Wherever the listing has a line with the string "bottom", copy that line out.

Segment Start: Material for the task

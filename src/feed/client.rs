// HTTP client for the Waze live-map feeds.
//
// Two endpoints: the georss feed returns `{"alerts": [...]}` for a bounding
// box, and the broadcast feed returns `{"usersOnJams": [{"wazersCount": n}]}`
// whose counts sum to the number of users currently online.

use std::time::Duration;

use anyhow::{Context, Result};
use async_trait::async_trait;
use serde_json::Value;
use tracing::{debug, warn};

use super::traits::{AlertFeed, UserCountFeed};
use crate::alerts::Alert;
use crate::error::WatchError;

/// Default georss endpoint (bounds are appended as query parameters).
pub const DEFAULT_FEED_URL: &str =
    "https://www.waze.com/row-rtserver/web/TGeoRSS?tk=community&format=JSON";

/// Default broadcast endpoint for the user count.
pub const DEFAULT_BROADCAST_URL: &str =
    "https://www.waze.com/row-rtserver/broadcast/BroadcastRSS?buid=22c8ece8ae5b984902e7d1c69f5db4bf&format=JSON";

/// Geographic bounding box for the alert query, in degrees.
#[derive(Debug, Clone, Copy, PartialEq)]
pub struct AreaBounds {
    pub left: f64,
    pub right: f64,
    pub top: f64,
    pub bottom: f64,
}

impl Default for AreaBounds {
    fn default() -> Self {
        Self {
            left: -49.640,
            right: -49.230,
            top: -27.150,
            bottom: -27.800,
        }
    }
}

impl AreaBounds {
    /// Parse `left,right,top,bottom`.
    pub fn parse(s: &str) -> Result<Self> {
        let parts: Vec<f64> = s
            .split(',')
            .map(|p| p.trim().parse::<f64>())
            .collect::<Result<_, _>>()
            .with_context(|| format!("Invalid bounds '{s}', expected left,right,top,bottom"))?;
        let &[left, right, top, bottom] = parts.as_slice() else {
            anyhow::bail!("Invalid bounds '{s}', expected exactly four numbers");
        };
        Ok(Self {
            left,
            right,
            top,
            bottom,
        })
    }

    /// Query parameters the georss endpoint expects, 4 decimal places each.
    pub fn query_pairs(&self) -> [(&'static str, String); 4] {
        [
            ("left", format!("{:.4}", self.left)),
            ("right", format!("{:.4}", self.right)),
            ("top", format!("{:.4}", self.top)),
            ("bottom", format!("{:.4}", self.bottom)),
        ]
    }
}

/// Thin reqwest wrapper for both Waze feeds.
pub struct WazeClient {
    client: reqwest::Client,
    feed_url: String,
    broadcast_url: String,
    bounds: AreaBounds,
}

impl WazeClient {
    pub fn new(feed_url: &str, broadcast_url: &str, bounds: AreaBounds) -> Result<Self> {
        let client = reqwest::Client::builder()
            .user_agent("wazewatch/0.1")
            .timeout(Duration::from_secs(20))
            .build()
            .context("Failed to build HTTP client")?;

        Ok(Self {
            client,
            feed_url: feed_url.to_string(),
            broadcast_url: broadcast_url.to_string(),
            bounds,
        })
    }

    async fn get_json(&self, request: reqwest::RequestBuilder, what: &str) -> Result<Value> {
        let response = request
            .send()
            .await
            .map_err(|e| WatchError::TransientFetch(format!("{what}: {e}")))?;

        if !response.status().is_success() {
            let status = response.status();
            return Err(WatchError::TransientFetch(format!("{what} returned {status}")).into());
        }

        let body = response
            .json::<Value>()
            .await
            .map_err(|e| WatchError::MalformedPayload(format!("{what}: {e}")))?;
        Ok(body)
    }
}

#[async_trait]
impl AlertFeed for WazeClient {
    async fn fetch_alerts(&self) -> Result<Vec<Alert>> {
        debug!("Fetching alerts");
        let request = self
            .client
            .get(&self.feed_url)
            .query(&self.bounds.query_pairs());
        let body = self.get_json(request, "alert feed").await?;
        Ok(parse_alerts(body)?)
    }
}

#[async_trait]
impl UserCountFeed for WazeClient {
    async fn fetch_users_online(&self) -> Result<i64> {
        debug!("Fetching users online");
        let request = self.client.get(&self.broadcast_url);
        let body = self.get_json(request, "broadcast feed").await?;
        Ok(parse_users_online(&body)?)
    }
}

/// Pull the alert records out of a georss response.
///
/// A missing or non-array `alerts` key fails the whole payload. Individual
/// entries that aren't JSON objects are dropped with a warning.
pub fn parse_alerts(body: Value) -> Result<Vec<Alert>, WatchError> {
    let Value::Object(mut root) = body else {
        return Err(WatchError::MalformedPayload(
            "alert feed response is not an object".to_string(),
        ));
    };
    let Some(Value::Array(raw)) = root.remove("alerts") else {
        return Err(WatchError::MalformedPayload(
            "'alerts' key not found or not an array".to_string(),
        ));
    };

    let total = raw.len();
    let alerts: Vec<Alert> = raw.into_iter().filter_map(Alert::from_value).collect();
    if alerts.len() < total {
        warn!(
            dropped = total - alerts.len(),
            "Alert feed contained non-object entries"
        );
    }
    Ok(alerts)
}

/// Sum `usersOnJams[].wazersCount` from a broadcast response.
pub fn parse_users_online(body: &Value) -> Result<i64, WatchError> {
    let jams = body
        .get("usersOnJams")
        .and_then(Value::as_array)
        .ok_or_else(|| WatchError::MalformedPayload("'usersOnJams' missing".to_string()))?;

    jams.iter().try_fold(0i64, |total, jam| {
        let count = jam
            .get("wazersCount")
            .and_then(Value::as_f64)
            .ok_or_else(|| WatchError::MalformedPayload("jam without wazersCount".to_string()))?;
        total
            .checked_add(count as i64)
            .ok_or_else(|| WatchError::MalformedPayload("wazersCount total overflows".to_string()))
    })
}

Segment End: Material for the task

→ Output of the task
    pub bottom: f64,
            bottom: -27.800,
    /// Parse `left,right,top,bottom`.
            .with_context(|| format!("Invalid bounds '{s}', expected left,right,top,bottom"))?;
        let &[left, right, top, bottom] = parts.as_slice() else {
            bottom,
            ("bottom", format!("{:.4}", self.bottom)),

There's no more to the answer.